What this task involves = In the listing below, find the line containing "pub fn is_unresolved_channel(&self)" and the line containing "writer.flush()?;". Repeat exactly those two lines and every line between them, nothing more.
··· Data
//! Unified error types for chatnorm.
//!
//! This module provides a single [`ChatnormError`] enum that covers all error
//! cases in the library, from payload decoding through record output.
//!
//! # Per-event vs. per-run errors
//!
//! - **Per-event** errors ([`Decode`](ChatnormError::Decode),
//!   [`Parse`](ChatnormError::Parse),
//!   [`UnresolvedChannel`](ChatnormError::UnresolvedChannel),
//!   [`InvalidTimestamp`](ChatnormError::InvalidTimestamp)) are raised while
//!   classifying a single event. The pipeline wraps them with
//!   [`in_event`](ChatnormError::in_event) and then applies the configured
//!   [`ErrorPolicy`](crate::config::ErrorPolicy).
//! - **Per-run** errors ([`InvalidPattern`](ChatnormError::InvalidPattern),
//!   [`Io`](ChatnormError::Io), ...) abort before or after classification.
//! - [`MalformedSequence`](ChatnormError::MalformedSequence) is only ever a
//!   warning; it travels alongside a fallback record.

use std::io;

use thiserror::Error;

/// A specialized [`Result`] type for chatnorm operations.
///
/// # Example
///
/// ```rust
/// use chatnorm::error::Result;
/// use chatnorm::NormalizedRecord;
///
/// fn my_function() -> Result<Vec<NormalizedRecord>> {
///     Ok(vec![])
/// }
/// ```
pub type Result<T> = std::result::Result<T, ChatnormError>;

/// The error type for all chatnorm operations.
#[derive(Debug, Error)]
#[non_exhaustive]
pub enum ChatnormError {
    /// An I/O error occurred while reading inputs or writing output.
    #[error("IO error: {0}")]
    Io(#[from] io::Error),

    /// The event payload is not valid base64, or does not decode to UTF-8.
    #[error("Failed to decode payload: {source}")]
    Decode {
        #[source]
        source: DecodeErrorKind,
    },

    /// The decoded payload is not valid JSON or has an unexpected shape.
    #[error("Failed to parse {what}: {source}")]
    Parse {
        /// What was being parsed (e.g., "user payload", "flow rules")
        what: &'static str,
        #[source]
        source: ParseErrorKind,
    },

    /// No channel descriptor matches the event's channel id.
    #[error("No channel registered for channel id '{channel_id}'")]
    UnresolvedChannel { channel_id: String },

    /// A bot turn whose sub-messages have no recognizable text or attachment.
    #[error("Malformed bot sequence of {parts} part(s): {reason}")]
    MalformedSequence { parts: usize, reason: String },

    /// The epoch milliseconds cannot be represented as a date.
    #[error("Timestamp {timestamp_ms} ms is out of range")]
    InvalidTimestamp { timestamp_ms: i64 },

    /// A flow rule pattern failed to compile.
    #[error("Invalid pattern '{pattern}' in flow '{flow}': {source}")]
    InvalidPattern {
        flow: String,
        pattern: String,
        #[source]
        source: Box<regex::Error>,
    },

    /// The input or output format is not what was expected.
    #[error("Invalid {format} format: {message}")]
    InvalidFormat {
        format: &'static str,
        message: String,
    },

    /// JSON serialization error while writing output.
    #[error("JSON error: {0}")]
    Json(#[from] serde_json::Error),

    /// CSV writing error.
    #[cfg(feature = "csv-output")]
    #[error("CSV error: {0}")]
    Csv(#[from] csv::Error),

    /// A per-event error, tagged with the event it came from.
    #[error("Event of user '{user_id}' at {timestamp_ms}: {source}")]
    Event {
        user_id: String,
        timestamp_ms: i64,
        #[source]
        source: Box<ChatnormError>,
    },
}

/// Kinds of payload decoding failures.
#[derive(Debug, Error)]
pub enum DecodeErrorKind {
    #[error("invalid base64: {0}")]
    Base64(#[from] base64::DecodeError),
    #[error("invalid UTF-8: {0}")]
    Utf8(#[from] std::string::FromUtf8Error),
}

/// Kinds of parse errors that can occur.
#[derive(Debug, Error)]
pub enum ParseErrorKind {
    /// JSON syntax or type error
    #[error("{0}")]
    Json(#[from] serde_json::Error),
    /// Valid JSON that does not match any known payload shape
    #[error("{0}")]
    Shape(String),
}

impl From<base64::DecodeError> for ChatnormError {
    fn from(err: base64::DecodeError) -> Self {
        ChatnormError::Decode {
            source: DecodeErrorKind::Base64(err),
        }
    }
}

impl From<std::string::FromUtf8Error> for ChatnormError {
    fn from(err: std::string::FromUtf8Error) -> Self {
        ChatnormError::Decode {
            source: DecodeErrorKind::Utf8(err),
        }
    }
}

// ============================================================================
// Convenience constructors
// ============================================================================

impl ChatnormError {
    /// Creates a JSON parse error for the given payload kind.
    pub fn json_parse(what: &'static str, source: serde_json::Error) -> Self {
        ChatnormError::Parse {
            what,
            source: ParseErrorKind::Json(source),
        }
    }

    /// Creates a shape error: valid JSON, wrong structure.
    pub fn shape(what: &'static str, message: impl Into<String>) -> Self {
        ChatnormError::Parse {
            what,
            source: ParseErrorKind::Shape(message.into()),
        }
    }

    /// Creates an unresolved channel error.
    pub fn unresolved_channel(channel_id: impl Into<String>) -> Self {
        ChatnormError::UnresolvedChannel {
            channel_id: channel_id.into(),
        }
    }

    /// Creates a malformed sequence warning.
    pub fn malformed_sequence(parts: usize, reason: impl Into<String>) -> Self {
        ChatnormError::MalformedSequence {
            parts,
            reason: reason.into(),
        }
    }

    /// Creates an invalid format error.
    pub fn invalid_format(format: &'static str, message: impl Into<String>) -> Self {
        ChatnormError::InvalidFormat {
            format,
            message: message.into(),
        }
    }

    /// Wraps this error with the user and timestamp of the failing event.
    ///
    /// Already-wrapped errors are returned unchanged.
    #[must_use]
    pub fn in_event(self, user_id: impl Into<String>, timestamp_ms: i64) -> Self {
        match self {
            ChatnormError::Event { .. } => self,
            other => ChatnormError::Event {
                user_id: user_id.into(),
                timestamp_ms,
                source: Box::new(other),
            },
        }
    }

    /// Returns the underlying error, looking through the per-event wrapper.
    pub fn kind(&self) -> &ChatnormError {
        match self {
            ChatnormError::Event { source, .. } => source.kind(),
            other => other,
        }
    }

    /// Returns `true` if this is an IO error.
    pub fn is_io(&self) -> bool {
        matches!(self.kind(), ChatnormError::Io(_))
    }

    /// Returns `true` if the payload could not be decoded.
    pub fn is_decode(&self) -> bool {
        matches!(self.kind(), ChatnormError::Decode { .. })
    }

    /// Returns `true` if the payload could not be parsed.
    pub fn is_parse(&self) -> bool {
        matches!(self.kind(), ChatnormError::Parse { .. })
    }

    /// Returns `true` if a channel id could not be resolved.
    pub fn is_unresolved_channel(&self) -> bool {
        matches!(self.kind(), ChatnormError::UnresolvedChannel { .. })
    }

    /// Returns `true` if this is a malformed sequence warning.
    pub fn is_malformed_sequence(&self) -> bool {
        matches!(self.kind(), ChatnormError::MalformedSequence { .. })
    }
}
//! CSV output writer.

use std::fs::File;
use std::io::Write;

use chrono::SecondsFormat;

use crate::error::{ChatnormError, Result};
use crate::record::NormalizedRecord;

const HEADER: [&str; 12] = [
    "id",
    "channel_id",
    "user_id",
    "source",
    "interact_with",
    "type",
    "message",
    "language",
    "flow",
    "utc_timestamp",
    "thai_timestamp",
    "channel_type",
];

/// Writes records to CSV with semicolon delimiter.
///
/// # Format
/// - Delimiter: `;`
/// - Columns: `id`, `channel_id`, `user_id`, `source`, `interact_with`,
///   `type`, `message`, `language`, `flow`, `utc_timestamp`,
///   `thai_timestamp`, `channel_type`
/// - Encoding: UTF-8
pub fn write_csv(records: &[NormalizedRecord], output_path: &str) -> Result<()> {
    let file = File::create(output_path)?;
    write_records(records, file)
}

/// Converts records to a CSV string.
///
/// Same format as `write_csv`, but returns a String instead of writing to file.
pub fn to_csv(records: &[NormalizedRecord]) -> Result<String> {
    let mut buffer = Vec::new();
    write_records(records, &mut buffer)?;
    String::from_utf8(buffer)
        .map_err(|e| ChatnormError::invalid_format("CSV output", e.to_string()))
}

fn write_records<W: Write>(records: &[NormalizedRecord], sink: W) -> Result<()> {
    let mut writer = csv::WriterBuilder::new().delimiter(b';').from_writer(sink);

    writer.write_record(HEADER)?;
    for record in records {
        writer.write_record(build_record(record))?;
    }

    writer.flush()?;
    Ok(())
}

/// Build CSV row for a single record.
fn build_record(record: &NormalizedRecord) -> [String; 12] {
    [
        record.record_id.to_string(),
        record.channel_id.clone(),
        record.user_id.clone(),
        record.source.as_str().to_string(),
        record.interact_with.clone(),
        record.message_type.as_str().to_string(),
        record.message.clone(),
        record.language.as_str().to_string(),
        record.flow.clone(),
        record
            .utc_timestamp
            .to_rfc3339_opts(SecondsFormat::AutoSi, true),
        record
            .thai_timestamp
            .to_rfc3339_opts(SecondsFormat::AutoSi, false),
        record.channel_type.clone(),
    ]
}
······
··· Data
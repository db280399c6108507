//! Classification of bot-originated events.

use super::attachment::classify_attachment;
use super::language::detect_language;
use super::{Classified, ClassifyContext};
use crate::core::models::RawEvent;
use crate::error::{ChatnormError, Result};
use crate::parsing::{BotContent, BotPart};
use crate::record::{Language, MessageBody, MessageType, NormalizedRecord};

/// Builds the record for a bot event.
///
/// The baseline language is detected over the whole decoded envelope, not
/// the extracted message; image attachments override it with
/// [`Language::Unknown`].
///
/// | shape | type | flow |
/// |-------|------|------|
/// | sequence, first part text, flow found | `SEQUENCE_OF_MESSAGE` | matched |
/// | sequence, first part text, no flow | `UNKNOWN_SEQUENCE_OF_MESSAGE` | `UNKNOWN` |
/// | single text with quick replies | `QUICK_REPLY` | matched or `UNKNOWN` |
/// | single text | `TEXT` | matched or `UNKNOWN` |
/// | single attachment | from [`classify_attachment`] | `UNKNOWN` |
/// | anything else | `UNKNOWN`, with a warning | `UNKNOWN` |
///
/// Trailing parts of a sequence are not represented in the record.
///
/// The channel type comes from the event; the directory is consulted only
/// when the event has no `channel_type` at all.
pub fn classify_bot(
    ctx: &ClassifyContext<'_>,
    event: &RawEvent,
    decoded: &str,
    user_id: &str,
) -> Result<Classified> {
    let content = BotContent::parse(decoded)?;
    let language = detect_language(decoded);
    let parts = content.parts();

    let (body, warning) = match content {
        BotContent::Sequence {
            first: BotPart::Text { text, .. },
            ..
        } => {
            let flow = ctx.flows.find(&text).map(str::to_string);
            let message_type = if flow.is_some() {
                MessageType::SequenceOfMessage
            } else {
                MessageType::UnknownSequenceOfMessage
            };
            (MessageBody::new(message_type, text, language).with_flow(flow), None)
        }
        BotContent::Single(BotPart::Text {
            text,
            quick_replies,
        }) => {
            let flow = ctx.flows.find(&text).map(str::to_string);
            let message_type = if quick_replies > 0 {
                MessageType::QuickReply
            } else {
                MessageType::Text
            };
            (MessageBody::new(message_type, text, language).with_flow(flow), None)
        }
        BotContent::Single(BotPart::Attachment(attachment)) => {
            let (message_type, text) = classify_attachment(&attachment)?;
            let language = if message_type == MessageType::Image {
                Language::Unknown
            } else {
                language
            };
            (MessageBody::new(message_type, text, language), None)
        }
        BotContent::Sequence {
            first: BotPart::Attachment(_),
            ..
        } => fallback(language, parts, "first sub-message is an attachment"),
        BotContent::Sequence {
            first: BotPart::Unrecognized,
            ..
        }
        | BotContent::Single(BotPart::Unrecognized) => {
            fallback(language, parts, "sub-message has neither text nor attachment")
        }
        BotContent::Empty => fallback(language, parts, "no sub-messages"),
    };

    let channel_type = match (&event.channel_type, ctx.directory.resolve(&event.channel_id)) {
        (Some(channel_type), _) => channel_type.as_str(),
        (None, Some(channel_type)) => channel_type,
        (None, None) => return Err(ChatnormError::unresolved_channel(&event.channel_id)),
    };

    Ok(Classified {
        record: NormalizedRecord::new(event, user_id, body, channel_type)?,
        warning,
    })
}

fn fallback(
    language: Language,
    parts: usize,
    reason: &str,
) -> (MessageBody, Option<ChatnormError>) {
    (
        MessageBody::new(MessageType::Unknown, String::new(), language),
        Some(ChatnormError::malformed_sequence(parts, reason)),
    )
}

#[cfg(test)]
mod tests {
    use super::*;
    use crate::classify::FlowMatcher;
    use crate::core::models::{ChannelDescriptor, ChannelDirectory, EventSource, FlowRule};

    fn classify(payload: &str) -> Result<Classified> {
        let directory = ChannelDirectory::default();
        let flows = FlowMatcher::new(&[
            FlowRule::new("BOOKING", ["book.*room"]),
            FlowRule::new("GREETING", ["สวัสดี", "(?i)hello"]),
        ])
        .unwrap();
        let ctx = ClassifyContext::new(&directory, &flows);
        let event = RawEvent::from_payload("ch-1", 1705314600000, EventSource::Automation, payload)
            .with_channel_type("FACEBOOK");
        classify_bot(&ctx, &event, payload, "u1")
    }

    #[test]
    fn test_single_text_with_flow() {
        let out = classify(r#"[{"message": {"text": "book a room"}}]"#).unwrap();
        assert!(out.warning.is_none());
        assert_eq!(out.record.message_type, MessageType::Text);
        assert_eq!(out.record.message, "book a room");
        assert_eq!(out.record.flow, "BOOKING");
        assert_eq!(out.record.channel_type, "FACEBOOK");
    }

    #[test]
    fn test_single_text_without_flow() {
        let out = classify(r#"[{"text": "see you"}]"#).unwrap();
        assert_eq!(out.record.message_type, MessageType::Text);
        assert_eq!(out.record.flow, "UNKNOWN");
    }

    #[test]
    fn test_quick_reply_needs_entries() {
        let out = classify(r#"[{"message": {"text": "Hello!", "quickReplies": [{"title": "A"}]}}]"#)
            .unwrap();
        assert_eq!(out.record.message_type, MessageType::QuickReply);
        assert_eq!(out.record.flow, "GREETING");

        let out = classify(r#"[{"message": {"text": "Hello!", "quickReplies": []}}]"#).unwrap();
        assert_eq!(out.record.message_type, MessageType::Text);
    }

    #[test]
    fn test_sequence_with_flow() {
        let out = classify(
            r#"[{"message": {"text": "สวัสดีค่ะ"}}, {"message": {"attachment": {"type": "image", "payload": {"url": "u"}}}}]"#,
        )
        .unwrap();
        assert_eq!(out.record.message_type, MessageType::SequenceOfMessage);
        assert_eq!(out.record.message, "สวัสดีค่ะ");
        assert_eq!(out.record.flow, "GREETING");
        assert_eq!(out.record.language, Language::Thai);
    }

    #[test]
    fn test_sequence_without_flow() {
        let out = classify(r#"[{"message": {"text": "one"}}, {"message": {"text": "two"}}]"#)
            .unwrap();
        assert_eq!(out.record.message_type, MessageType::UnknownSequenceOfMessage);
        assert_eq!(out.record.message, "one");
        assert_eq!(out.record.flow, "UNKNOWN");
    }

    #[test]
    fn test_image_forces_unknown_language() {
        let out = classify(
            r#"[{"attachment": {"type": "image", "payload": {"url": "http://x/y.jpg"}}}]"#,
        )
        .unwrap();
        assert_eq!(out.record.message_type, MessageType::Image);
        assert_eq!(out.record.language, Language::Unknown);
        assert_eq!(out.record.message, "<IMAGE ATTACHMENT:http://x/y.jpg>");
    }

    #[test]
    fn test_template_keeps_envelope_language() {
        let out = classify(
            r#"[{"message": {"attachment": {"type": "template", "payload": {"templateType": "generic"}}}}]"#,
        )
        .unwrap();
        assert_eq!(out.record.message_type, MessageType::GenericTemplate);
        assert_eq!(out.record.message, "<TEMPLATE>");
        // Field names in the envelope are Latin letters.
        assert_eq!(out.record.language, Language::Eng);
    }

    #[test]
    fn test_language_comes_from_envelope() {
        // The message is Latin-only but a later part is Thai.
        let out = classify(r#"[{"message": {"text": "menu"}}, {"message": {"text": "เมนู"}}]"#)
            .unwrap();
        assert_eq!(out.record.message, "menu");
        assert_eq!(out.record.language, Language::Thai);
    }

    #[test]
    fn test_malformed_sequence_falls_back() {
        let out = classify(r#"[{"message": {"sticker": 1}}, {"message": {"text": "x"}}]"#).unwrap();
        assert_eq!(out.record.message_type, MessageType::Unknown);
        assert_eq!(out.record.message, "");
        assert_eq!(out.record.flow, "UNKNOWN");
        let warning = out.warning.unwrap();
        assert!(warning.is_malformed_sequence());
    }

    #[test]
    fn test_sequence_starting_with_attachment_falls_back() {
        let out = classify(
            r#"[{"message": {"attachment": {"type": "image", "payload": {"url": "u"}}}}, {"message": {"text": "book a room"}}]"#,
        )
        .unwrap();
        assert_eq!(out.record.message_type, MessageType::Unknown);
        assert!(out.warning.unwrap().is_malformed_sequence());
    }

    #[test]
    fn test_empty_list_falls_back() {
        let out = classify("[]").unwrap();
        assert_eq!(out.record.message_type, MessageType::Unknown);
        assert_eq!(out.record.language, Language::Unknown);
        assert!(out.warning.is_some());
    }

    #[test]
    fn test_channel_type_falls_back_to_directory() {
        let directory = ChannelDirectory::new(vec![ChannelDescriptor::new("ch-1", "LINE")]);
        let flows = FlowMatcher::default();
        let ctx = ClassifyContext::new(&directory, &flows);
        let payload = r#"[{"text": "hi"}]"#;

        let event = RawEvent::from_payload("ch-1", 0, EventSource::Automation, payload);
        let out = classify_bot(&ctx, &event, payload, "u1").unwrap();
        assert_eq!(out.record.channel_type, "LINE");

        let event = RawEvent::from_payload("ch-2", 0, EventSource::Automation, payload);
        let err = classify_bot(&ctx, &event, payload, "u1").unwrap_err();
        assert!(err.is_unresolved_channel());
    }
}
······
Result of the task =
    pub fn is_unresolved_channel(&self) -> bool {
        matches!(self.kind(), ChatnormError::UnresolvedChannel { .. })
    }

    /// Returns `true` if this is a malformed sequence warning.
    pub fn is_malformed_sequence(&self) -> bool {
        matches!(self.kind(), ChatnormError::MalformedSequence { .. })
    }
}
//! CSV output writer.

use std::fs::File;
use std::io::Write;

use chrono::SecondsFormat;

use crate::error::{ChatnormError, Result};
use crate::record::NormalizedRecord;

const HEADER: [&str; 12] = [
    "id",
    "channel_id",
    "user_id",
    "source",
    "interact_with",
    "type",
    "message",
    "language",
    "flow",
    "utc_timestamp",
    "thai_timestamp",
    "channel_type",
];

/// Writes records to CSV with semicolon delimiter.
///
/// # Format
/// - Delimiter: `;`
/// - Columns: `id`, `channel_id`, `user_id`, `source`, `interact_with`,
///   `type`, `message`, `language`, `flow`, `utc_timestamp`,
///   `thai_timestamp`, `channel_type`
/// - Encoding: UTF-8
pub fn write_csv(records: &[NormalizedRecord], output_path: &str) -> Result<()> {
    let file = File::create(output_path)?;
    write_records(records, file)
}

/// Converts records to a CSV string.
///
/// Same format as `write_csv`, but returns a String instead of writing to file.
pub fn to_csv(records: &[NormalizedRecord]) -> Result<String> {
    let mut buffer = Vec::new();
    write_records(records, &mut buffer)?;
    String::from_utf8(buffer)
        .map_err(|e| ChatnormError::invalid_format("CSV output", e.to_string()))
}

fn write_records<W: Write>(records: &[NormalizedRecord], sink: W) -> Result<()> {
    let mut writer = csv::WriterBuilder::new().delimiter(b';').from_writer(sink);

    writer.write_record(HEADER)?;
    for record in records {
        writer.write_record(build_record(record))?;
    }

    writer.flush()?;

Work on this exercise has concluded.